• _What the task requires_
Copy the records exactly. Include every line.

• _Material shown_

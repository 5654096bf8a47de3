// Copyright 2025 eraflo
//
// Licensed under the Apache License, Version 2.0 (the "License");
// you may not use this file except in compliance with the License.
// You may obtain a copy of the License at
//
//     http://www.apache.org/licenses/LICENSE-2.0
//
// Unless required by applicable law or agreed to in writing, software
// distributed under the License is distributed on an "AS IS" BASIS,
// WITHOUT WARRANTIES OR CONDITIONS OF ANY KIND, either express or implied.
// See the License for the specific language governing permissions and
// limitations under the License.

//! Runtime configuration.
//!
//! Every field has a default, so an empty TOML file or no file at all yields
//! a working runtime sized to the machine.

use crate::error::ConfigError;
use serde::{Deserialize, Serialize};
use std::fmt;
use std::path::Path;
use std::str::FromStr;

/// Upper bound on worker threads. Thread masks carry one bit per worker.
pub const MAX_THREADS: u32 = u64::BITS;

/// Upper bound on chunk size classes.
pub const MAX_SIZE_CLASSES: usize = 8;

/// Smallest supported task buffer capacity.
pub const MIN_TASKS: usize = 64;

/// Largest supported task buffer capacity: one full task ring.
pub const MAX_TASKS: usize = 64 * 64;

/// Chunk configuration used when none is given, as `KiB:count` pairs.
pub const DEFAULT_CHUNK_CONFIG: &str = "16:640 1024:640 65536:16";

/// One pool of equally sized chunks.
#[derive(Debug, Clone, Copy, PartialEq, Eq, PartialOrd, Ord, Hash)]
pub struct SizeClass {
    /// Size of every chunk in bytes.
    pub chunk_size: usize,
    /// Number of chunks in the pool.
    pub chunk_count: usize,
}

impl SizeClass {
    /// Builds a size class from a chunk size in KiB.
    pub const fn kib(chunk_kib: usize, chunk_count: usize) -> Self {
        Self {
            chunk_size: chunk_kib * 1024,
            chunk_count,
        }
    }
}

/// The chunk allocator's size classes, smallest first.
///
/// The text form is a whitespace-separated list of `size:count` pairs with
/// the size in KiB, e.g. `"16:640 1024:640 65536:16"`.
#[derive(Debug, Clone, PartialEq, Eq, Serialize, Deserialize)]
#[serde(try_from = "String", into = "String")]
pub struct MemoryChunkConfig {
    classes: Vec<SizeClass>,
}

impl MemoryChunkConfig {
    /// Validates and sorts `classes`.
    pub fn new(mut classes: Vec<SizeClass>) -> Result<Self, ConfigError> {
        if classes.is_empty() {
            return Err(ConfigError::EmptyChunkConfig);
        }
        if classes.len() > MAX_SIZE_CLASSES {
            return Err(ConfigError::InvalidSizeClass {
                entry: format!("{} classes", classes.len()),
                reason: format!("at most {MAX_SIZE_CLASSES} size classes are supported"),
            });
        }

        classes.sort();
        for class in &classes {
            if class.chunk_size == 0 || class.chunk_count == 0 {
                return Err(ConfigError::InvalidSizeClass {
                    entry: format_class(class),
                    reason: "size and count must be non-zero".to_owned(),
                });
            }
        }
        if let Some(pair) = classes
            .windows(2)
            .find(|pair| pair[0].chunk_size == pair[1].chunk_size)
        {
            return Err(ConfigError::InvalidSizeClass {
                entry: format_class(&pair[1]),
                reason: "duplicate chunk size".to_owned(),
            });
        }

        Ok(Self { classes })
    }

    /// Size classes, smallest chunk size first.
    pub fn classes(&self) -> &[SizeClass] {
        &self.classes
    }
}

impl Default for MemoryChunkConfig {
    fn default() -> Self {
        Self {
            classes: vec![
                SizeClass::kib(16, 640),
                SizeClass::kib(1024, 640),
                SizeClass::kib(65536, 16),
            ],
        }
    }
}

impl FromStr for MemoryChunkConfig {
    type Err = ConfigError;

    fn from_str(s: &str) -> Result<Self, Self::Err> {
        let classes = s
            .split_whitespace()
            .map(parse_class)
            .collect::<Result<Vec<_>, _>>()?;
        Self::new(classes)
    }
}

impl TryFrom<String> for MemoryChunkConfig {
    type Error = ConfigError;

    fn try_from(value: String) -> Result<Self, Self::Error> {
        value.parse()
    }
}

impl From<MemoryChunkConfig> for String {
    fn from(config: MemoryChunkConfig) -> Self {
        config.to_string()
    }
}

impl fmt::Display for MemoryChunkConfig {
    fn fmt(&self, f: &mut fmt::Formatter<'_>) -> fmt::Result {
        for (i, class) in self.classes.iter().enumerate() {
            if i > 0 {
                f.write_str(" ")?;
            }
            f.write_str(&format_class(class))?;
        }
        Ok(())
    }
}

fn parse_class(entry: &str) -> Result<SizeClass, ConfigError> {
    let invalid = |reason: &str| ConfigError::InvalidSizeClass {
        entry: entry.to_owned(),
        reason: reason.to_owned(),
    };

    let (size, count) = entry
        .split_once(':')
        .ok_or_else(|| invalid("expected <size KiB>:<count>"))?;
    let size: usize = size.parse().map_err(|_| invalid("size is not a number"))?;
    let count: usize = count.parse().map_err(|_| invalid("count is not a number"))?;
    let chunk_size = size
        .checked_mul(1024)
        .ok_or_else(|| invalid("size overflows"))?;

    Ok(SizeClass {
        chunk_size,
        chunk_count: count,
    })
}

fn format_class(class: &SizeClass) -> String {
    format!("{}:{}", class.chunk_size / 1024, class.chunk_count)
}

/// Top-level runtime configuration.
#[derive(Debug, Clone, PartialEq, Eq, Serialize, Deserialize)]
#[serde(default)]
pub struct RuntimeConfig {
    /// Worker thread count. 0 selects the number of logical CPUs.
    pub thread_count: u32,
    /// Chunk allocator size classes.
    pub memory: MemoryChunkConfig,
    /// Capacity of the task slot buffer. Must be a power of two.
    pub max_tasks: usize,
    /// Period of the delay-wheel rotation driver, in microseconds.
    pub rotate_interval_us: u64,
    /// Period of the periodic re-dispatch task, in microseconds.
    pub dispatch_interval_us: u64,
    /// Whether fetching scans the fullest ready queue first.
    pub prefer_longest_queue: bool,
}

impl Default for RuntimeConfig {
    fn default() -> Self {
        Self {
            thread_count: 0,
            memory: MemoryChunkConfig::default(),
            max_tasks: 2048,
            rotate_interval_us: 250,
            dispatch_interval_us: 1000,
            prefer_longest_queue: false,
        }
    }
}

impl RuntimeConfig {
    /// Parses and validates a TOML document.
    pub fn from_toml_str(source: &str) -> Result<Self, ConfigError> {
        let config: Self = toml::from_str(source)?;
        config.validate()?;
        Ok(config)
    }

    /// Reads and validates a TOML file.
    pub fn load(path: impl AsRef<Path>) -> Result<Self, ConfigError> {
        let path = path.as_ref();
        let source = std::fs::read_to_string(path).map_err(|source| ConfigError::Io {
            path: path.to_path_buf(),
            source,
        })?;
        Self::from_toml_str(&source)
    }

    /// Checks the values serde cannot.
    pub fn validate(&self) -> Result<(), ConfigError> {
        let max_tasks = self.max_tasks;
        if !max_tasks.is_power_of_two() || !(MIN_TASKS..=MAX_TASKS).contains(&max_tasks) {
            return Err(ConfigError::InvalidMaxTasks {
                value: max_tasks,
                min: MIN_TASKS,
                max: MAX_TASKS,
            });
        }
        Ok(())
    }

    /// The worker count to start with: `thread_count`, or the logical CPU
    /// count when it is 0, clamped to [`MAX_THREADS`].
    pub fn resolved_thread_count(&self) -> u32 {
        let requested = match self.thread_count {
            0 => std::thread::available_parallelism()
                .map(|n| u32::try_from(n.get()).unwrap_or(MAX_THREADS))
                .unwrap_or(1),
            n => n,
        };
        if requested > MAX_THREADS {
            log::warn!(
                "Maximum thread count exceeded: {requested} > {MAX_THREADS}, setting to {MAX_THREADS}"
            );
            return MAX_THREADS;
        }
        requested
    }
}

• _Answer to this problem_
repository 5654096bf8a47de3
// Copyright 2025 eraflo
//
// Licensed under the Apache License, Version 2.0 (the "License");
// you may not use this file except in compliance with the License.
// You may obtain a copy of the License at
//
//     http://www.apache.org/licenses/LICENSE-2.0
//
// Unless required by applicable law or agreed to in writing, software
// distributed under the License is distributed on an "AS IS" BASIS,
// WITHOUT WARRANTIES OR CONDITIONS OF ANY KIND, either express or implied.
// See the License for the specific language governing permissions and
// limitations under the License.

//! Runtime configuration.
//!
//! Every field has a default, so an empty TOML file or no file at all yields
//! a working runtime sized to the machine.

use crate::error::ConfigError;
use serde::{Deserialize, Serialize};
use std::fmt;
use std::path::Path;
use std::str::FromStr;

/// Upper bound on worker threads. Thread masks carry one bit per worker.
pub const MAX_THREADS: u32 = u64::BITS;

/// Upper bound on chunk size classes.
pub const MAX_SIZE_CLASSES: usize = 8;

/// Smallest supported task buffer capacity.
pub const MIN_TASKS: usize = 64;

/// Largest supported task buffer capacity: one full task ring.
pub const MAX_TASKS: usize = 64 * 64;

/// Chunk configuration used when none is given, as `KiB:count` pairs.
pub const DEFAULT_CHUNK_CONFIG: &str = "16:640 1024:640 65536:16";

/// One pool of equally sized chunks.
#[derive(Debug, Clone, Copy, PartialEq, Eq, PartialOrd, Ord, Hash)]
pub struct SizeClass {
    /// Size of every chunk in bytes.
    pub chunk_size: usize,
    /// Number of chunks in the pool.
    pub chunk_count: usize,
}

impl SizeClass {
    /// Builds a size class from a chunk size in KiB.
    pub const fn kib(chunk_kib: usize, chunk_count: usize) -> Self {
        Self {
            chunk_size: chunk_kib * 1024,
            chunk_count,
        }
    }
}

/// The chunk allocator's size classes, smallest first.
///
/// The text form is a whitespace-separated list of `size:count` pairs with
/// the size in KiB, e.g. `"16:640 1024:640 65536:16"`.
#[derive(Debug, Clone, PartialEq, Eq, Serialize, Deserialize)]
#[serde(try_from = "String", into = "String")]
pub struct MemoryChunkConfig {
    classes: Vec<SizeClass>,
}

impl MemoryChunkConfig {
    /// Validates and sorts `classes`.
    pub fn new(mut classes: Vec<SizeClass>) -> Result<Self, ConfigError> {
        if classes.is_empty() {
            return Err(ConfigError::EmptyChunkConfig);
        }
        if classes.len() > MAX_SIZE_CLASSES {
            return Err(ConfigError::InvalidSizeClass {
                entry: format!("{} classes", classes.len()),
                reason: format!("at most {MAX_SIZE_CLASSES} size classes are supported"),
            });
        }

        classes.sort();
        for class in &classes {
            if class.chunk_size == 0 || class.chunk_count == 0 {
                return Err(ConfigError::InvalidSizeClass {
                    entry: format_class(class),
                    reason: "size and count must be non-zero".to_owned(),
                });
            }
        }
        if let Some(pair) = classes
            .windows(2)
            .find(|pair| pair[0].chunk_size == pair[1].chunk_size)
        {
            return Err(ConfigError::InvalidSizeClass {
                entry: format_class(&pair[1]),
                reason: "duplicate chunk size".to_owned(),
            });
        }

        Ok(Self { classes })
    }

    /// Size classes, smallest chunk size first.
    pub fn classes(&self) -> &[SizeClass] {
        &self.classes
    }
}

impl Default for MemoryChunkConfig {
    fn default() -> Self {
        Self {
            classes: vec![
                SizeClass::kib(16, 640),
                SizeClass::kib(1024, 640),
                SizeClass::kib(65536, 16),
            ],
        }
    }
}

impl FromStr for MemoryChunkConfig {
    type Err = ConfigError;

    fn from_str(s: &str) -> Result<Self, Self::Err> {
        let classes = s
            .split_whitespace()
            .map(parse_class)
            .collect::<Result<Vec<_>, _>>()?;
        Self::new(classes)
    }
}

impl TryFrom<String> for MemoryChunkConfig {
    type Error = ConfigError;

    fn try_from(value: String) -> Result<Self, Self::Error> {
        value.parse()
    }
}

impl From<MemoryChunkConfig> for String {
    fn from(config: MemoryChunkConfig) -> Self {
        config.to_string()
    }
}

impl fmt::Display for MemoryChunkConfig {
    fn fmt(&self, f: &mut fmt::Formatter<'_>) -> fmt::Result {
        for (i, class) in self.classes.iter().enumerate() {
            if i > 0 {
                f.write_str(" ")?;
            }
            f.write_str(&format_class(class))?;
        }
        Ok(())
    }
}

fn parse_class(entry: &str) -> Result<SizeClass, ConfigError> {
    let invalid = |reason: &str| ConfigError::InvalidSizeClass {
        entry: entry.to_owned(),
        reason: reason.to_owned(),
    };

    let (size, count) = entry
        .split_once(':')
        .ok_or_else(|| invalid("expected <size KiB>:<count>"))?;
    let size: usize = size.parse().map_err(|_| invalid("size is not a number"))?;
    let count: usize = count.parse().map_err(|_| invalid("count is not a number"))?;
    let chunk_size = size
        .checked_mul(1024)
        .ok_or_else(|| invalid("size overflows"))?;

    Ok(SizeClass {
        chunk_size,
        chunk_count: count,
    })
}

fn format_class(class: &SizeClass) -> String {
    format!("{}:{}", class.chunk_size / 1024, class.chunk_count)
}

/// Top-level runtime configuration.
#[derive(Debug, Clone, PartialEq, Eq, Serialize, Deserialize)]
#[serde(default)]
pub struct RuntimeConfig {
    /// Worker thread count. 0 selects the number of logical CPUs.
    pub thread_count: u32,
    /// Chunk allocator size classes.
    pub memory: MemoryChunkConfig,
    /// Capacity of the task slot buffer. Must be a power of two.
    pub max_tasks: usize,
    /// Period of the delay-wheel rotation driver, in microseconds.
    pub rotate_interval_us: u64,
    /// Period of the periodic re-dispatch task, in microseconds.
    pub dispatch_interval_us: u64,
    /// Whether fetching scans the fullest ready queue first.
    pub prefer_longest_queue: bool,
}

impl Default for RuntimeConfig {
    fn default() -> Self {
        Self {
            thread_count: 0,
            memory: MemoryChunkConfig::default(),
            max_tasks: 2048,
            rotate_interval_us: 250,
            dispatch_interval_us: 1000,
            prefer_longest_queue: false,
        }
    }
}

impl RuntimeConfig {
    /// Parses and validates a TOML document.
    pub fn from_toml_str(source: &str) -> Result<Self, ConfigError> {
        let config: Self = toml::from_str(source)?;
        config.validate()?;
        Ok(config)
    }

    /// Reads and validates a TOML file.
    pub fn load(path: impl AsRef<Path>) -> Result<Self, ConfigError> {
        let path = path.as_ref();
        let source = std::fs::read_to_string(path).map_err(|source| ConfigError::Io {
            path: path.to_path_buf(),
            source,
        })?;
        Self::from_toml_str(&source)
    }

    /// Checks the values serde cannot.
    pub fn validate(&self) -> Result<(), ConfigError> {
        let max_tasks = self.max_tasks;
        if !max_tasks.is_power_of_two() || !(MIN_TASKS..=MAX_TASKS).contains(&max_tasks) {
            return Err(ConfigError::InvalidMaxTasks {
                value: max_tasks,
                min: MIN_TASKS,
                max: MAX_TASKS,
            });
        }
        Ok(())
    }

    /// The worker count to start with: `thread_count`, or the logical CPU
    /// count when it is 0, clamped to [`MAX_THREADS`].
    pub fn resolved_thread_count(&self) -> u32 {
        let requested = match self.thread_count {
            0 => std::thread::available_parallelism()
                .map(|n| u32::try_from(n.get()).unwrap_or(MAX_THREADS))
                .unwrap_or(1),
            n => n,
        };
        if requested > MAX_THREADS {
            log::warn!(
                "Maximum thread count exceeded: {requested} > {MAX_THREADS}, setting to {MAX_THREADS}"
            );
            return MAX_THREADS;
        }
        requested
    }
}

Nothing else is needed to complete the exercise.